A bar with no booze: ‘Anybody seeking to practise their sober pash skills should give it a try’

It must take steely nerve to open a new hospitality venture in the current climate. Let alone a bar without alcohol.

Yet I’ve lost count of the number of friends who sent me excited texts about the opening of Brunswick Aces cocktail lounge, such was the buzz around the opening of Australia’s first nonalcoholic bar.

So they earn points for boldness from me, and I was also genuinely thrilled to see the news. I’ve been sober for about two years. While it works really well for me life-wise, fear of missing out is definitely still a thing. I enjoy a night at the pub with mates, but there’s only so much ginger ale a grown woman can drink.

That makes the prospect of a fully stocked bar, with over 100 choices, pretty enticing. They even offer one hard option: a G&T for those who prefer a stiff drink. Too easy. Good times for all.

We’ve come a long way in the nonalcoholic drink stakes. Australian producers make a lot of the favourites I keep stocked up at home. But venues have seemed a little slower on the uptake.

Brunswick Aces is tucked away in an unassuming spot off Lygon Street in Melbourne’s East Brunswick. Like most hip bars in this city, it is just hard enough to find. Entering, we see the room is lavishly decked out – a bit Moulin Rouge meets industrial chic. That attention to detail definitely gives big “adult beverage” energy.

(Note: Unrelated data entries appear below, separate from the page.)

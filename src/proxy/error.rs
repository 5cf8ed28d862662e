use crate::proxy::provider;
use std::fmt::Display;
use std::io;
use tracing::debug;

#[derive(Debug)]
pub enum Error {
    MalformedCredentials(String),
    ProviderFault(String),
    UnknownScheme { scheme: String, valid: Vec<String> },
    Provider(provider::Error),
    Io(io::Error),
    // Catch-all
    Internal(String),
}

impl Display for Error {
    fn fmt(&self, f: &mut std::fmt::Formatter<'_>) -> std::fmt::Result {
        match self {
            Error::MalformedCredentials(s) => write!(f, "malformed credentials: {s}"),
            Error::ProviderFault(s) => write!(f, "provider fault: {s}"),
            Error::UnknownScheme { scheme, valid } => {
                writeln!(f, "Unknown provider: {scheme}")?;
                write!(f, "Valid providers: {}", valid.join(", "))
            }
            Error::Provider(err) => write!(f, "provider initialization error: {err}"),
            Error::Io(err) => write!(f, "I/O error: {err}"),
            Error::Internal(s) => write!(f, "internal server error: {s}"),
        }
    }
}

impl From<provider::Error> for Error {
    fn from(error: provider::Error) -> Self {
        debug!("Provider error: {error}");
        Error::Provider(error)
    }
}

impl From<io::Error> for Error {
    fn from(error: io::Error) -> Self {
        debug!("I/O error: {error:?}");
        Error::Io(error)
    }
}

impl From<hyper::http::Error> for Error {
    fn from(error: hyper::http::Error) -> Self {
        Error::Internal(format!("failed to build response: {error}"))
    }
}
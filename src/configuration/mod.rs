use serde::Deserialize;
use std::fs;
use std::path::Path;
use std::time::Duration;

mod error;

pub use error::Error;

/// Tuning knobs read from the optional `--config` TOML file.
///
/// The listen address and provider URIs always come from the command line.
#[derive(Clone, Debug, Default, Deserialize)]
#[serde(deny_unknown_fields)]
pub struct Configuration {
    #[serde(default)]
    pub server: ServerConfig,
    #[serde(default)]
    pub global: GlobalConfig,
    #[serde(default)]
    pub provider: ProviderConfig,
}

#[derive(Clone, Debug, Deserialize)]
#[serde(deny_unknown_fields)]
pub struct ServerConfig {
    #[serde(default = "ServerConfig::default_query_timeout")]
    pub query_timeout: u64,
    #[serde(default = "ServerConfig::default_query_timeout_grace_period")]
    pub query_timeout_grace_period: u64,
    #[serde(default)]
    pub drain_timeout: u64,
}

impl ServerConfig {
    fn default_query_timeout() -> u64 {
        3600
    }

    fn default_query_timeout_grace_period() -> u64 {
        60
    }
}

impl Default for ServerConfig {
    fn default() -> Self {
        Self {
            query_timeout: Self::default_query_timeout(),
            query_timeout_grace_period: Self::default_query_timeout_grace_period(),
            drain_timeout: 0,
        }
    }
}

#[derive(Clone, Debug, Deserialize)]
#[serde(deny_unknown_fields)]
pub struct GlobalConfig {
    /// Tokio worker threads. Requests are not capped, each connection gets
    /// its own task on this pool.
    #[serde(default = "GlobalConfig::default_worker_threads")]
    pub worker_threads: usize,
}

impl Default for GlobalConfig {
    fn default() -> Self {
        GlobalConfig {
            worker_threads: GlobalConfig::default_worker_threads(),
        }
    }
}

impl GlobalConfig {
    fn default_worker_threads() -> usize {
        4
    }
}

#[derive(Clone, Debug, Deserialize)]
#[serde(deny_unknown_fields)]
pub struct ProviderConfig {
    #[serde(default = "ProviderConfig::default_timeout_ms")]
    pub timeout_ms: u64,
}

impl ProviderConfig {
    fn default_timeout_ms() -> u64 {
        10_000
    }

    pub fn timeout(&self) -> Duration {
        Duration::from_millis(self.timeout_ms)
    }
}

impl Default for ProviderConfig {
    fn default() -> Self {
        Self {
            timeout_ms: Self::default_timeout_ms(),
        }
    }
}

impl Configuration {
    pub fn load<P: AsRef<Path>>(path: P) -> Result<Self, Error> {
        let config_str = fs::read_to_string(path)?;
        Self::load_from_str(&config_str)
    }

    pub fn load_from_str(slice: &str) -> Result<Self, Error> {
        let config: Configuration =
            toml::from_str(slice).map_err(|e| Error::ConfigurationFileFormat(e.to_string()))?;

        if config.global.worker_threads == 0 {
            return Err(Error::InvalidValue(
                "global.worker_threads must be at least 1".to_string(),
            ));
        }

        if config.provider.timeout_ms == 0 {
            return Err(Error::InvalidValue(
                "provider.timeout_ms must be at least 1".to_string(),
            ));
        }

        Ok(config)
    }
}
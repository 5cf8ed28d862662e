use serde::Deserialize;
use std::fmt::{self, Debug, Formatter};
use zeroize::{Zeroize, ZeroizeOnDrop};

/// Password material: a password read from a request, or an argon2 hash
/// read from a users file.
///
/// Wiped on drop, printed as `[REDACTED]`.
#[derive(Clone, PartialEq, Eq, Deserialize, Zeroize, ZeroizeOnDrop)]
#[serde(transparent)]
pub struct Secret<T: Zeroize>(T);

impl<T: Zeroize> Secret<T> {
    pub fn expose(&self) -> &T {
        &self.0
    }
}

impl<T: Zeroize> From<T> for Secret<T> {
    fn from(value: T) -> Self {
        Self(value)
    }
}

impl<T: Zeroize> Debug for Secret<T> {
    fn fmt(&self, f: &mut Formatter<'_>) -> fmt::Result {
        f.write_str("[REDACTED]")
    }
}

The fact it looks so good really helps. Going out for a drink should be about the occasion you’re marking, or the time you’ve ring-fenced to be together. Brunswick Aces seem to really get that. They’ve paid attention to the details, like glassware and decor, that create an experience. It’s sophisticated and adult in a way that contrasts with other after-hours, alcohol-free options. Mood lighting and crystalware is a world away from brightly lit bubble tea or frozen yogurt parlours.

Even before the bar opened, the proprietors were no strangers to zero alcohol drinks. The bar is housed within their already-established distillery, with a big window that opens into the production facilities behind the bar. There, they make regular gin, as well as their popular non-alcoholic spirit Sapiir.

The distillery began as a quest for a non-alc alternative to their favourite G&T, in a bid to promote “moderation rather than abstinence”. The bar’s offering extends to cocktails, bubbles, wines, beers and all the usual mixed suspects. It’s a relaxed approach, and I appreciate it. There’s many reasons you might choose to leave alcohol out of your celebration, and none of them warrant a distracting fuss.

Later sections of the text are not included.